● Work to be completed
Lines, not repeats, are what count: give the number of lines below that hold "once", and nothing more.

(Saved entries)
▬▬▬
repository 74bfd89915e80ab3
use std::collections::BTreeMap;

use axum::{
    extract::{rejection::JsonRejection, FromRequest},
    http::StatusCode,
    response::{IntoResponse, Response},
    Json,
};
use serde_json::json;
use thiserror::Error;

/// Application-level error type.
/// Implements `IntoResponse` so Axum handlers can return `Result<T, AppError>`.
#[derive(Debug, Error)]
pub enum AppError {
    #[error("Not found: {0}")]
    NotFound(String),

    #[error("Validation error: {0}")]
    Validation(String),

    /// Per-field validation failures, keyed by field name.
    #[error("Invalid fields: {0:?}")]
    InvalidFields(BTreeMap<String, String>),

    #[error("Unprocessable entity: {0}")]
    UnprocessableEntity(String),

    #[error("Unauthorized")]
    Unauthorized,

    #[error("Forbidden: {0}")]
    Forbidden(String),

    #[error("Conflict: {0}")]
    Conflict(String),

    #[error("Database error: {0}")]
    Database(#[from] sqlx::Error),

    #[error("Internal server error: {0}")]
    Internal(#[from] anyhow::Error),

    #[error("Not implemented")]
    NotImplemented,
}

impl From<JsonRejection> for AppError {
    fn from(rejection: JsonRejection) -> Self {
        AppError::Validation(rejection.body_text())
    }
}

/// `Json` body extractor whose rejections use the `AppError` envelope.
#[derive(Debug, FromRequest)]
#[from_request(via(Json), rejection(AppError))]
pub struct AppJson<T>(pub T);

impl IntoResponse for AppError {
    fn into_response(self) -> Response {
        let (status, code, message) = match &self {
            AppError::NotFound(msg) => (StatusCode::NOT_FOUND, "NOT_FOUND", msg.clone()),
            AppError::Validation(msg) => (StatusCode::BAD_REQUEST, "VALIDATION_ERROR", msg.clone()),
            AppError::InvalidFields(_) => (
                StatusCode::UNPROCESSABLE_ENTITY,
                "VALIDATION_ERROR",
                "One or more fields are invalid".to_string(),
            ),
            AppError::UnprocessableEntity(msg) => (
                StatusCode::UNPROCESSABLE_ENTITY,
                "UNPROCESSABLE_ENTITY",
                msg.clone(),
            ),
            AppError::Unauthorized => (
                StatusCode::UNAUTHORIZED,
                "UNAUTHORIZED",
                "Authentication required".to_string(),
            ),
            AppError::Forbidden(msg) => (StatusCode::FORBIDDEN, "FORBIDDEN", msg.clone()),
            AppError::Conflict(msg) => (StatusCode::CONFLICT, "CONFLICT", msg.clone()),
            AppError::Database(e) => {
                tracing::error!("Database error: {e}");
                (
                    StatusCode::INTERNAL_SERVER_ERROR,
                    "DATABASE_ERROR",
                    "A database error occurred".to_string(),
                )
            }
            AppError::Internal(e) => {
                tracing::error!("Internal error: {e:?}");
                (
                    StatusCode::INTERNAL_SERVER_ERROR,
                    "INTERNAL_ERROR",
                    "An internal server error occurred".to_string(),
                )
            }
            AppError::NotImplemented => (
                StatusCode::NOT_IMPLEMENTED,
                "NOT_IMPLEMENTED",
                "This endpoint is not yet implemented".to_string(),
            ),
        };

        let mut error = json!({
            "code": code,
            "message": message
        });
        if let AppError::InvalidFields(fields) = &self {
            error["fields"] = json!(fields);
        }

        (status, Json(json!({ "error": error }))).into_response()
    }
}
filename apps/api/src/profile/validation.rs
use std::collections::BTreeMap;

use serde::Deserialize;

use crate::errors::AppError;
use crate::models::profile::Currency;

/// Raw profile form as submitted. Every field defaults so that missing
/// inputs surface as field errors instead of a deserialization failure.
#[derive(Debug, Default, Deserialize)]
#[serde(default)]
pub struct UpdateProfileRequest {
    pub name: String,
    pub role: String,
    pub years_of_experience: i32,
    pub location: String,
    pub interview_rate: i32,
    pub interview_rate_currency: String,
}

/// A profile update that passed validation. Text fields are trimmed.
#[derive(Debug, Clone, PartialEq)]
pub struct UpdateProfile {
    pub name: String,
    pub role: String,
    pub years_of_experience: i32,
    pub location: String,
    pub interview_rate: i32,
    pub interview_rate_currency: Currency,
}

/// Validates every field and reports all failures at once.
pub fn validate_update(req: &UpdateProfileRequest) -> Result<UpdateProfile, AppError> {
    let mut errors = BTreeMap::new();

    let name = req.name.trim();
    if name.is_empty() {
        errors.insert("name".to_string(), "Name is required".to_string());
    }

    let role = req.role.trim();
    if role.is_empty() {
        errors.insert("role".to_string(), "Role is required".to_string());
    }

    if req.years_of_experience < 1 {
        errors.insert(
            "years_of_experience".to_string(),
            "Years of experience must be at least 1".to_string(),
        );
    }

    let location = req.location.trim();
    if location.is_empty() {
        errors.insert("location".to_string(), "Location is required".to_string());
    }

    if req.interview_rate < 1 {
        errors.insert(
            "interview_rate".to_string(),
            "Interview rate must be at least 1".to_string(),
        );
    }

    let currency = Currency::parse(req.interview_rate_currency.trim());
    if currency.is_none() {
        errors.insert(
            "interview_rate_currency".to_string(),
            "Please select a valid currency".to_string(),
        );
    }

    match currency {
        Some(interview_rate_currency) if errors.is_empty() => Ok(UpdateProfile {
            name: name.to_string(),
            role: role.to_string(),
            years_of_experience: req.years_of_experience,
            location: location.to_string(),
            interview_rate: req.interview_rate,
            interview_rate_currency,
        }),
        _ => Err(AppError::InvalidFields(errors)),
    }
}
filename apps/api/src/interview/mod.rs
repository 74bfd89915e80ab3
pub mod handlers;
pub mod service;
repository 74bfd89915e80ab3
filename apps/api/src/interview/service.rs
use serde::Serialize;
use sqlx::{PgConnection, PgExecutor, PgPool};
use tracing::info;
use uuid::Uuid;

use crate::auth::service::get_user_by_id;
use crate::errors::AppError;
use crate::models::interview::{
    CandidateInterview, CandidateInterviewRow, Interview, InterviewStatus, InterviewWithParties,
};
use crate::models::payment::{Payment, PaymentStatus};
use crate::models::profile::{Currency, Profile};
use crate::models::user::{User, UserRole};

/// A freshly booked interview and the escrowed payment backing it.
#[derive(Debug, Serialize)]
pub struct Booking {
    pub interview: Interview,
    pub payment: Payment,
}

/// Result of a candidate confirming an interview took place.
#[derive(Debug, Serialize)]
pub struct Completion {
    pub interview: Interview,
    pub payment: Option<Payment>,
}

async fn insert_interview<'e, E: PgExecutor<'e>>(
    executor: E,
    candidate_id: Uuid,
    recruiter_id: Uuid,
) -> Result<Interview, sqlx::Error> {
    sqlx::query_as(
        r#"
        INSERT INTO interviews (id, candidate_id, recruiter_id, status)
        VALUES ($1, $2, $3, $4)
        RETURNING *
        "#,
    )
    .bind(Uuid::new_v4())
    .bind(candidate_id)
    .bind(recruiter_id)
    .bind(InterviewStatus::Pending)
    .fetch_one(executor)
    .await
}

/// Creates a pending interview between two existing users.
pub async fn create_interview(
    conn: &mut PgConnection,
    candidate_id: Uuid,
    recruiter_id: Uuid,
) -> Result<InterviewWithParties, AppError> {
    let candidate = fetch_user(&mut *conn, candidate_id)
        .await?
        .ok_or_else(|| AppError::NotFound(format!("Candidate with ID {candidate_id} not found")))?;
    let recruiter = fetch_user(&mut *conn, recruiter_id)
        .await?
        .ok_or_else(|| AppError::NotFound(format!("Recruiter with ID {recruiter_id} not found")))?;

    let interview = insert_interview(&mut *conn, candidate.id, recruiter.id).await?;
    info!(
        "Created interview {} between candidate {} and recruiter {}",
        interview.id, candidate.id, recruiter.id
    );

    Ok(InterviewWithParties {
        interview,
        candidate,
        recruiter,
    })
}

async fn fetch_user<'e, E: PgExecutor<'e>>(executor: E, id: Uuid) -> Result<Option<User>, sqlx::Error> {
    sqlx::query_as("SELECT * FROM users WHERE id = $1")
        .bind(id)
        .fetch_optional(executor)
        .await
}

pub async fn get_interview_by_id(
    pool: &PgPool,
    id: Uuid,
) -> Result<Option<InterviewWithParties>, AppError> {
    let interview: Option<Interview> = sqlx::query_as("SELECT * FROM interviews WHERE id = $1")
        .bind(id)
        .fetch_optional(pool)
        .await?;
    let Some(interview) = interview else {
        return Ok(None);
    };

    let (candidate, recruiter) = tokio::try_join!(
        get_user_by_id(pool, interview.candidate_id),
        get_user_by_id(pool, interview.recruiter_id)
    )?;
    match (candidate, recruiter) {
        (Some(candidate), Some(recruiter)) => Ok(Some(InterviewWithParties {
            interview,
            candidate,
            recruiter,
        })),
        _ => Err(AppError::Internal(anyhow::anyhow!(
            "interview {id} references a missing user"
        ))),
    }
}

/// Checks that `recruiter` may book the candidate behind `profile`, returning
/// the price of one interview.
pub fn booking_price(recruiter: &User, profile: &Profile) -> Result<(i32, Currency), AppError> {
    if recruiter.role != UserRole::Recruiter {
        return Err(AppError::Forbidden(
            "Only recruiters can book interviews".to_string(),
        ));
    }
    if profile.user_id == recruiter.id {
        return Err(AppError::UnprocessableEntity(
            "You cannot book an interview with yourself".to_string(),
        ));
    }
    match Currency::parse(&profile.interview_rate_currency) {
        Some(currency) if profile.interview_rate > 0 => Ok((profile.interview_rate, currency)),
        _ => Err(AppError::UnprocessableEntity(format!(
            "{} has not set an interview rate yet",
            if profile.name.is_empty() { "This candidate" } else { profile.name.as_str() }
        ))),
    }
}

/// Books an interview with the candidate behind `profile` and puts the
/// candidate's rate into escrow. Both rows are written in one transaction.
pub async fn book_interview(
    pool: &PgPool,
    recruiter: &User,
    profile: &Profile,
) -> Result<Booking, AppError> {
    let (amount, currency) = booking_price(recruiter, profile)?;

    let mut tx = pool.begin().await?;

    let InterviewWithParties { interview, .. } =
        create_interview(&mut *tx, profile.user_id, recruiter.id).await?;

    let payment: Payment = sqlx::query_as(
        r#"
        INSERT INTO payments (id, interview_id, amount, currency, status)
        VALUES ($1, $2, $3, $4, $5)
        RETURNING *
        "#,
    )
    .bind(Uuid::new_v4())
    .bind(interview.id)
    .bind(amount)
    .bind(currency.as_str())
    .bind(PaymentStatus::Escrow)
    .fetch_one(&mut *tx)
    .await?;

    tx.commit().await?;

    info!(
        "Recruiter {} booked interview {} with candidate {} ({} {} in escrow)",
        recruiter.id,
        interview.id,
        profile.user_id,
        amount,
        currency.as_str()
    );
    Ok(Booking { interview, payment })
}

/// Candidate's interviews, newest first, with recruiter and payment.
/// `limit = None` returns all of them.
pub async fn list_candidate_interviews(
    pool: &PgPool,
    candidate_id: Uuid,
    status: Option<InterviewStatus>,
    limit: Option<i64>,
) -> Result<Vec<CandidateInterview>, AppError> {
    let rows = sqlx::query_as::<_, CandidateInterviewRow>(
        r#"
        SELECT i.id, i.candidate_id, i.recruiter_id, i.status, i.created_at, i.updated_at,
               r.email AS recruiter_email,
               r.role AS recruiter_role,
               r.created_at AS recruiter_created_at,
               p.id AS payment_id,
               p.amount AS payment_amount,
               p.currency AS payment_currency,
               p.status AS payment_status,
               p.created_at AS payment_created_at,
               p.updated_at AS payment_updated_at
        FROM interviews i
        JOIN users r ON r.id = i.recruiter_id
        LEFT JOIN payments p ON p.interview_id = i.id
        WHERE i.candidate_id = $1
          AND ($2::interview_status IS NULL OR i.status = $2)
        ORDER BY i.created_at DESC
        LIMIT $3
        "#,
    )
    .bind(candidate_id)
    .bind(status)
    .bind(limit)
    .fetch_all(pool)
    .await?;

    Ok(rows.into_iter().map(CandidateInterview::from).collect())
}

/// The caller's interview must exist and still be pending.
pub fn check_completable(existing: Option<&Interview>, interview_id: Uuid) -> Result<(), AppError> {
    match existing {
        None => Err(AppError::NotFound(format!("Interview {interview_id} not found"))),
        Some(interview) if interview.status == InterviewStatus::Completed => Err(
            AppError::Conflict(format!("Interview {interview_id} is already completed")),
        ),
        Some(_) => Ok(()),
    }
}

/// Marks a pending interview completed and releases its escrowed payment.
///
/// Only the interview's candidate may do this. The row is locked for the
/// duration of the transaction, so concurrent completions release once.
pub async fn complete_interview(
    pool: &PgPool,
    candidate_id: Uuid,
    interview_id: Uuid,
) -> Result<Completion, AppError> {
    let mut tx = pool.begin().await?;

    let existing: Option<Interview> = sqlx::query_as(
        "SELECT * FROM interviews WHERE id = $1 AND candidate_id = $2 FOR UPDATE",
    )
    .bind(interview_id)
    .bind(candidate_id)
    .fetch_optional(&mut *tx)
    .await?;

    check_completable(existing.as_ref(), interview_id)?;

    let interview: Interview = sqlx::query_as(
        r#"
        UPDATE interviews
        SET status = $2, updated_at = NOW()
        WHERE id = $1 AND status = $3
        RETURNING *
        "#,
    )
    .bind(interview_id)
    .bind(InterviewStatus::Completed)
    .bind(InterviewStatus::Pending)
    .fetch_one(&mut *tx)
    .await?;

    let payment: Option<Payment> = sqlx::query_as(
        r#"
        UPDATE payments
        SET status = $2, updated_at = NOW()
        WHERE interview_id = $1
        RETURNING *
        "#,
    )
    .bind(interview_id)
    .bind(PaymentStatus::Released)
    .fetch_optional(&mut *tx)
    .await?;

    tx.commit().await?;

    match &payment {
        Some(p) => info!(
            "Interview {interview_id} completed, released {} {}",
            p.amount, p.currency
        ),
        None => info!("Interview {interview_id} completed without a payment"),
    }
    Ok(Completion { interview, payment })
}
▬▬▬
● Answer for the task
2